//! Google service account authentication
//!
//! Exchanges a self-signed RS256 JWT for an OAuth access token
//! (the "JWT bearer" grant used by Google service accounts).

use crate::config::SecretString;
use crate::domain::{Result, SheetsError};
use base64::prelude::BASE64_URL_SAFE_NO_PAD;
use base64::Engine;
use chrono::{DateTime, Duration, Utc};
use reqwest::Client;
use ring::signature::RsaKeyPair;
use secrecy::ExposeSecret;
use serde::{Deserialize, Serialize};
use std::path::Path;

/// Read/write access to spreadsheets
pub const SPREADSHEETS_SCOPE: &str = "https://www.googleapis.com/auth/spreadsheets";

const JWT_BEARER_GRANT: &str = "urn:ietf:params:oauth:grant-type:jwt-bearer";

/// The subset of a service account key file we need
#[derive(Debug, Deserialize)]
pub struct ServiceAccountKey {
    pub client_email: String,
    private_key: SecretString,
    #[serde(default = "default_token_uri")]
    pub token_uri: String,
}

#[derive(Serialize)]
struct JwtHeader {
    alg: &'static str,
    typ: &'static str,
}

#[derive(Serialize)]
struct JwtClaims<'a> {
    iss: &'a str,
    scope: &'a str,
    aud: &'a str,
    exp: i64,
    iat: i64,
}

/// Bearer token for the Sheets API
///
/// A fresh token is requested on every run, so its lifetime is ignored.
#[derive(Debug, Deserialize)]
pub struct AccessToken {
    pub access_token: String,
}

impl ServiceAccountKey {
    /// Parse a key from its JSON text
    pub fn from_json(input: &str) -> Result<Self> {
        serde_json::from_str(input).map_err(|e| {
            SheetsError::Authentication(format!("invalid service account key: {e}")).into()
        })
    }

    /// Read a key file downloaded from the Google Cloud console
    pub fn from_file(path: impl AsRef<Path>) -> Result<Self> {
        let path = path.as_ref();
        let contents = std::fs::read_to_string(path).map_err(|e| {
            SheetsError::Authentication(format!(
                "failed to read service account key {}: {e}",
                path.display()
            ))
        })?;
        Self::from_json(&contents)
    }

    /// Build the signed assertion for the token request
    pub fn signed_jwt(&self, now: DateTime<Utc>) -> Result<String> {
        let claims = JwtClaims {
            iss: &self.client_email,
            scope: SPREADSHEETS_SCOPE,
            aud: &self.token_uri,
            iat: now.timestamp(),
            exp: (now + Duration::hours(1)).timestamp(),
        };
        let header = JwtHeader {
            alg: "RS256",
            typ: "JWT",
        };

        let header_b64 = BASE64_URL_SAFE_NO_PAD.encode(serde_json::to_vec(&header)?);
        let claims_b64 = BASE64_URL_SAFE_NO_PAD.encode(serde_json::to_vec(&claims)?);
        let signing_input = format!("{header_b64}.{claims_b64}");

        let key_pair = self.key_pair()?;
        let mut signature = vec![0; key_pair.public().modulus_len()];
        key_pair
            .sign(
                &ring::signature::RSA_PKCS1_SHA256,
                &ring::rand::SystemRandom::new(),
                signing_input.as_bytes(),
                &mut signature,
            )
            .map_err(|_| SheetsError::Authentication("failed to sign JWT".to_string()))?;

        Ok(format!(
            "{signing_input}.{}",
            BASE64_URL_SAFE_NO_PAD.encode(&signature)
        ))
    }

    /// Exchange a freshly signed JWT for an access token
    pub async fn fetch_access_token(&self, client: &Client) -> Result<AccessToken> {
        let jwt = self.signed_jwt(Utc::now())?;
        let params = [("grant_type", JWT_BEARER_GRANT), ("assertion", jwt.as_str())];

        tracing::debug!(
            client_email = %self.client_email,
            token_uri = %self.token_uri,
            "Requesting Google access token"
        );

        let response = client
            .post(&self.token_uri)
            .form(&params)
            .send()
            .await
            .map_err(|e| SheetsError::Transport(e.to_string()))?;

        let status = response.status();
        if !status.is_success() {
            let body = response.text().await.unwrap_or_default();
            return Err(SheetsError::Authentication(format!(
                "token endpoint returned {status}: {body}"
            ))
            .into());
        }

        let token: AccessToken = response
            .json()
            .await
            .map_err(|e| SheetsError::InvalidResponse(e.to_string()))?;
        Ok(token)
    }

    fn key_pair(&self) -> Result<RsaKeyPair> {
        let pem: &str = self.private_key.expose_secret().as_ref();
        let mut reader = std::io::Cursor::new(pem.as_bytes());
        let item = rustls_pemfile::read_one(&mut reader)
            .map_err(|e| SheetsError::Authentication(format!("invalid PEM private key: {e}")))?;

        let key_pair = match item {
            Some(rustls_pemfile::Item::Pkcs8Key(der)) => {
                RsaKeyPair::from_pkcs8(der.secret_pkcs8_der()).map_err(|e| {
                    SheetsError::Authentication(format!("rejected pkcs8 private key: {e}"))
                })?
            }
            Some(rustls_pemfile::Item::Pkcs1Key(der)) => {
                RsaKeyPair::from_der(der.secret_pkcs1_der()).map_err(|e| {
                    SheetsError::Authentication(format!("rejected pkcs1 private key: {e}"))
                })?
            }
            _ => {
                return Err(
                    SheetsError::Authentication("no RSA private key in PEM".to_string()).into(),
                )
            }
        };
        Ok(key_pair)
    }
}

fn default_token_uri() -> String {
    "https://oauth2.googleapis.com/token".to_string()
}
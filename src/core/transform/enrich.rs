//! Country enrichment and label rendering
//!
//! Rows whose country code has no entry in the reference table are dropped.
//! The surviving rows keep their flattened order.

use crate::domain::{CountryReference, EnrichedOrderRow, FlatOrderRow, OutputRow};

/// Inner join of flattened rows against the country reference
///
/// Matching is exact on the code string. Unmatched rows are logged at debug
/// level and omitted; they are not errors.
pub fn join_countries(
    rows: Vec<FlatOrderRow>,
    reference: &CountryReference,
) -> Vec<EnrichedOrderRow> {
    rows.into_iter()
        .filter_map(|order| match reference.name_for(&order.shipping_address_country) {
            Some(name) => Some(EnrichedOrderRow {
                country: name.to_string(),
                order,
            }),
            None => {
                tracing::debug!(
                    invoice = %order.invoice_number,
                    country_code = %order.shipping_address_country,
                    "Dropping order with unknown country code"
                );
                None
            }
        })
        .collect()
}

/// Render the five-line shipping label
///
/// ```text
/// {name} {company}
/// {address1} {address2}
/// {city}
/// {postal code} {province}
/// {country}
/// ```
///
/// Absent optional fields render as empty strings; the separating space is
/// kept either way.
pub fn print_label(row: &EnrichedOrderRow) -> String {
    let order = &row.order;
    format!(
        "{} {}\n{} {}\n{}\n{} {}\n{}",
        order.shipping_address_name,
        or_empty(&order.shipping_address_company_name),
        or_empty(&order.shipping_address_address1),
        or_empty(&order.shipping_address_address2),
        order.shipping_address_city,
        order.shipping_address_postal_code,
        or_empty(&order.shipping_address_province),
        row.country,
    )
}

/// Reduce an enriched row to the published columns
pub fn project(row: EnrichedOrderRow) -> OutputRow {
    let print_label = print_label(&row);
    let order = row.order;
    OutputRow {
        invoice_number: order.invoice_number,
        creation_date: order.creation_date,
        shipping_address_name: order.shipping_address_name,
        items_in_order: order.items_in_order,
        items: order.items,
        shipping_method: order.shipping_method,
        notes: order.notes,
        print_label,
    }
}

/// Join, label and project in one pass
///
/// # Examples
///
/// ```
/// use shiplabel::core::transform::clean_orders;
/// use shiplabel::domain::CountryReference;
///
/// let reference: CountryReference = [("DE", "Germany")].into_iter().collect();
/// assert!(clean_orders(Vec::new(), &reference).is_empty());
/// ```
pub fn clean_orders(rows: Vec<FlatOrderRow>, reference: &CountryReference) -> Vec<OutputRow> {
    join_countries(rows, reference)
        .into_iter()
        .map(project)
        .collect()
}

fn or_empty(value: &Option<String>) -> &str {
    value.as_deref().unwrap_or("")
}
··········
* [WHAT IS EXPECTED] Look through the material above. Copy each line where the word "reader" appears.

* [SOLUTION TO THE PROBLEM]
        let mut reader = std::io::Cursor::new(pem.as_bytes());
        let item = rustls_pemfile::read_one(&mut reader)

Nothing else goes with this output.